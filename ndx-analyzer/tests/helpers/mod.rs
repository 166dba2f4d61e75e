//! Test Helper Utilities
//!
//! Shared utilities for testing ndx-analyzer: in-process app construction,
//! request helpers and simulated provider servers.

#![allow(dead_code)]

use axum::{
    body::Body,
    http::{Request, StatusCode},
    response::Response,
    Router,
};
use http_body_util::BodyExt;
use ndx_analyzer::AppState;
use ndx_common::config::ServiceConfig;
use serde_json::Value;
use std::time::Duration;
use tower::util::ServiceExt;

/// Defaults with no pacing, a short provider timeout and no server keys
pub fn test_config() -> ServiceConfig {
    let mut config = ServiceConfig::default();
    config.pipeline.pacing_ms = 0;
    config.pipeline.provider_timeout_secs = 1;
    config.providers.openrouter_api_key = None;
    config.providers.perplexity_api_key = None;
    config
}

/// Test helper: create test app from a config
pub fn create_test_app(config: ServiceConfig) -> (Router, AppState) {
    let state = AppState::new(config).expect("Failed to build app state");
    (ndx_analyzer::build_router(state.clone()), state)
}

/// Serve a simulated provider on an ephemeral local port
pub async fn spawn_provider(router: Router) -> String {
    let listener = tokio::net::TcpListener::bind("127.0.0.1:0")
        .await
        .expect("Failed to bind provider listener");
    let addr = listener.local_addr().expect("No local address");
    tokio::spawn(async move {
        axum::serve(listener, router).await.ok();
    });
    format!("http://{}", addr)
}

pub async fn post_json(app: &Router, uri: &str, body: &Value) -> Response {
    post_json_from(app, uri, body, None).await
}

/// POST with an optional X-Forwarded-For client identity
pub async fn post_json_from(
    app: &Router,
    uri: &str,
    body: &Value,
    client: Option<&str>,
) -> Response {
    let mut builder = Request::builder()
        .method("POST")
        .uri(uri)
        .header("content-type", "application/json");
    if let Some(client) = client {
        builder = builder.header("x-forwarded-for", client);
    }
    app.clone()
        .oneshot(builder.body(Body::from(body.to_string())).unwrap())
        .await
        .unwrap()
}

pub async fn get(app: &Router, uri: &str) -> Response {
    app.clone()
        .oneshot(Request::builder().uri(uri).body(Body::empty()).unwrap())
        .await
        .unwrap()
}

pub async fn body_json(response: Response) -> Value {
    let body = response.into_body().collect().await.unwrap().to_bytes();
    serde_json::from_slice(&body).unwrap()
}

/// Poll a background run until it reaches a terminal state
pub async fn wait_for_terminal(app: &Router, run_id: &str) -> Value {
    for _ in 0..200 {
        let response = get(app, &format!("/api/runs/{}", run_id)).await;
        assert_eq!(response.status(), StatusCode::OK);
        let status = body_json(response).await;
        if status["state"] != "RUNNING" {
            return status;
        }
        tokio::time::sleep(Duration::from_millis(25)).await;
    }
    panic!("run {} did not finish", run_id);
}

(What you are asked to do) Go through the records and copy all of them exactly.

(Response for this exercise)
filename ndx-analyzer/tests/helpers/mod.rs
repository 166dba2f4d61e75e
//! Test Helper Utilities
//!
//! Shared utilities for testing ndx-analyzer: in-process app construction,
//! request helpers and simulated provider servers.

#![allow(dead_code)]

use axum::{
    body::Body,
    http::{Request, StatusCode},
    response::Response,
    Router,
};
use http_body_util::BodyExt;
use ndx_analyzer::AppState;
use ndx_common::config::ServiceConfig;
use serde_json::Value;
use std::time::Duration;
use tower::util::ServiceExt;

/// Defaults with no pacing, a short provider timeout and no server keys
pub fn test_config() -> ServiceConfig {
    let mut config = ServiceConfig::default();
    config.pipeline.pacing_ms = 0;
    config.pipeline.provider_timeout_secs = 1;
    config.providers.openrouter_api_key = None;
    config.providers.perplexity_api_key = None;
    config
}

/// Test helper: create test app from a config
pub fn create_test_app(config: ServiceConfig) -> (Router, AppState) {
    let state = AppState::new(config).expect("Failed to build app state");
    (ndx_analyzer::build_router(state.clone()), state)
}

/// Serve a simulated provider on an ephemeral local port
pub async fn spawn_provider(router: Router) -> String {
    let listener = tokio::net::TcpListener::bind("127.0.0.1:0")
        .await
        .expect("Failed to bind provider listener");
    let addr = listener.local_addr().expect("No local address");
    tokio::spawn(async move {
        axum::serve(listener, router).await.ok();
    });
    format!("http://{}", addr)
}

pub async fn post_json(app: &Router, uri: &str, body: &Value) -> Response {
    post_json_from(app, uri, body, None).await
}

/// POST with an optional X-Forwarded-For client identity
pub async fn post_json_from(
    app: &Router,
    uri: &str,
    body: &Value,
    client: Option<&str>,
) -> Response {
    let mut builder = Request::builder()
        .method("POST")
        .uri(uri)
        .header("content-type", "application/json");
    if let Some(client) = client {
        builder = builder.header("x-forwarded-for", client);
    }
    app.clone()
        .oneshot(builder.body(Body::from(body.to_string())).unwrap())
        .await
        .unwrap()
}

pub async fn get(app: &Router, uri: &str) -> Response {
    app.clone()
        .oneshot(Request::builder().uri(uri).body(Body::empty()).unwrap())
        .await
        .unwrap()
}

pub async fn body_json(response: Response) -> Value {
    let body = response.into_body().collect().await.unwrap().to_bytes();
    serde_json::from_slice(&body).unwrap()
}

/// Poll a background run until it reaches a terminal state
pub async fn wait_for_terminal(app: &Router, run_id: &str) -> Value {
    for _ in 0..200 {
        let response = get(app, &format!("/api/runs/{}", run_id)).await;
        assert_eq!(response.status(), StatusCode::OK);
        let status = body_json(response).await;
        if status["state"] != "RUNNING" {
            return status;
        }
        tokio::time::sleep(Duration::from_millis(25)).await;
    }
    panic!("run {} did not finish", run_id);
}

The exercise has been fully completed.